Published in the Raleigh Quarterly

Persons living in New Haven, then, lived
Relatively normal lives—however,
They may have had bald spots on their head,
Among their eyelashes, pubic hair, or brows.
They may have suffered XYZ affairs.
I roomed with a sleuth of über
Vegetarians—these wouldn't eat meat    
Or goose eggs or coffee grounds or greens.
They were becoming skilled with squeegees.

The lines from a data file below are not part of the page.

//! 批次划分

/// 一个批次：在同一个浏览器会话中一次提交的编码
#[derive(Debug, Clone, PartialEq, Eq)]
pub struct Batch {
    /// 批次编号（从 1 开始）
    pub index: usize,
    /// 原始编码（未规范化）
    pub codes: Vec<String>,
}

impl Batch {
    pub fn new(index: usize, codes: Vec<String>) -> Self {
        Self { index, codes }
    }

    pub fn len(&self) -> usize {
        self.codes.len()
    }

    pub fn is_empty(&self) -> bool {
        self.codes.is_empty()
    }
}

/// 按固定大小划分批次，保持输入顺序
///
/// `batch_size` 由配置决定，这里只负责切分
pub fn plan(codes: &[String], batch_size: usize) -> Vec<Batch> {
    let size = batch_size.max(1);
    codes
        .chunks(size)
        .enumerate()
        .map(|(i, chunk)| Batch {
            index: i + 1,
            codes: chunk.to_vec(),
        })
        .collect()
}

#[cfg(test)]
mod tests {
    use super::*;

    fn codes(n: usize) -> Vec<String> {
        (0..n).map(|i| format!("{:013}", i)).collect()
    }

    #[test]
    fn test_plan_reconstructs_input() {
        for (n, size) in [(0, 3), (1, 3), (3, 3), (7, 3), (10, 1), (449, 450), (901, 450)] {
            let input = codes(n);
            let batches = plan(&input, size);

            let rebuilt: Vec<String> = batches.iter().flat_map(|b| b.codes.clone()).collect();
            assert_eq!(rebuilt, input);
            assert_eq!(batches.len(), n.div_ceil(size));
            for batch in &batches {
                assert!(!batch.is_empty());
                assert!(batch.len() <= size);
            }
        }
    }

    #[test]
    fn test_short_list_is_one_batch() {
        let batches = plan(&codes(5), 50);
        assert_eq!(batches.len(), 1);
        assert_eq!(batches[0].index, 1);
        assert_eq!(batches[0].len(), 5);
    }

    #[test]
    fn test_batch_indexes_are_sequential() {
        let batches = plan(&codes(10), 4);
        let indexes: Vec<usize> = batches.iter().map(|b| b.index).collect();
        assert_eq!(indexes, vec![1, 2, 3]);
        assert_eq!(batches[2].codes, codes(10)[8..].to_vec());
    }

    #[test]
    fn test_zero_batch_size_is_guarded() {
        let batches = plan(&codes(3), 0);
        assert_eq!(batches.len(), 3);
    }
}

I was studying for The Gap.  Next-door
Was Enclavia, a domicile for exchange
Students whose countries of origin were
No longer powered.  Lake, a young woman
From the Republic of Bouillon gave lessons
In sweater folding following the ways
She learned in a fretshop in Greenwich.
"Use nimble phrasing and rubato
Delivery," she advised.  In exchange,
I escorted her to the a cappella
District for broiled martinis.  Our favorite
Group was Maximum Gorky, a sestet
That sang cereal jingles.  In New Haven,
Then, chucking apples at someone
Was considered the finest possible praise.
We carried a rucksack of Delicious
And Macs, just in case. We strolled along
The boardwalk to watch the harbor fill
With man o' war.  Lake's brother was cramming
To become a Jellyfish Master, so
She knew a thing or three about bio-
Luminescent proteins.  Windrows of green
Driftwood peppered the strand.  In the rushes
We found a widowed Doc Marten.
She packed it with our fruit.  "My roommate's
Training to be a foot-sizer."  I nodded
And brushed my hand against her thigh.
"It's late in the afternoon," Lake said,
"I wouldn't mind a warm pie in the face."
Have I mentioned that I was a little
In her thrall?  This was, after all,
New Haven, then, and she was odd job
And out to lunch and late to school.
Lake wore animal print mini-skirts, but
Her hair was piled in a librarian's bun
With opalescent chopsticks for hatpins.
She always wore satin evening gloves
To protect her hands from the tart air.
At the singing club we met her comrades
From the Window Washing Academy.
"The saddest thing in the world is to fall
Off the world's second tallest building,"
Said Biff.  The others concurred.  "I began
At the bottom," said Candy, "polishing
My family's glass-bottomed boat, then
I moved to looking glass, crystal balls, stock
Ticker machines."  The others concurred.
I watched Lake and Biff go off to the corner
To compare rope burns.  Butterfly!
Just in time, Max Gorky took the stage,
And sang, "The 'nilla Crunchkins Rag":
           When one sad 'nilla bean seeks out
           Another sad 'nilla bean, then
           He's happy as a tweaker's snout.

I grabbed the steel-toe and beamed the basso
Profundo in the nose.  What more could I do?
Our air was brown!  Our sea was green!  I was blue!
That was New Haven, then, when we were all
Being taught to expect more or less.